Lastly, coordination – that is, the speed at which an individual is able to pick up the skill. Like the previous two characteristics, coordination also appears to be something that everyone is born at differing levels with. Those who learn the skill quickly are able to begin loading early, but also, implement technical changes quicker than those who require more time. One of the fundamental challenges of Olympic Weightlifting is maintaining technical positions despite the load. Unfortunately, as weight becomes heavier, technical flaws are exposed. It is those who are initially able to learn quickly, who are also able to correct quickly.
Like martial arts, there is a certain finesse to Olympic Weightlifting. One can spend multiple hours perfecting the movement pattern with just a stick. There is a certain ‘swan-like’ beauty, that can only be achieved after hours of practice. Technicians have an appreciation for Olympic Weightlifting beyond that of lifting progressively heavier weight. There is something addictive in the pursuit of perfection for the technician, and because of this trait they are great to learn from, as they usually have mastery over the principles of weightlifting. These are usually the types that make great technical coaches.

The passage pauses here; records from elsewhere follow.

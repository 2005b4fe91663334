//! Route definitions for the `/admin` tooling surface.
//!
//! All endpoints require the admin role. The cleanup endpoints are
//! additionally refused in the production environment.

use axum::routing::{get, post};
use axum::Router;

use crate::handlers::admin;
use crate::state::AppState;

/// Routes mounted at `/admin`.
///
/// ```text
/// POST   /jobs/nightly-analysis/run    -> run_nightly_analysis
/// GET    /jobs/locks                   -> list_job_locks
/// POST   /cleanup/alerts               -> cleanup_alerts
/// POST   /cleanup/updates              -> cleanup_updates
/// ```
pub fn router() -> Router<AppState> {
    Router::new()
        .route(
            "/jobs/nightly-analysis/run",
            post(admin::run_nightly_analysis),
        )
        .route("/jobs/locks", get(admin::list_job_locks))
        .route("/cleanup/alerts", post(admin::cleanup_alerts))
        .route("/cleanup/updates", post(admin::cleanup_updates))
}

However, the technician may not necessarily be the one who is able to lift the heaviest. For the reasons above, someone with great technique but lacking in strength and optimal limb lengths will not be able to lift the heaviest weight.
As much as technique is important, the crux of weightlifting is still strength and power.
There you have it, the ‘good’ Olympic Weightlifter can be classed in different ways. Not everyone chooses to do weightlifting for the sake of lifting heavy weight, and so they should not be assessed based off this metric alone. There is value to pursuing weightlifting no matter the reason, whether it be health, art or enjoyment.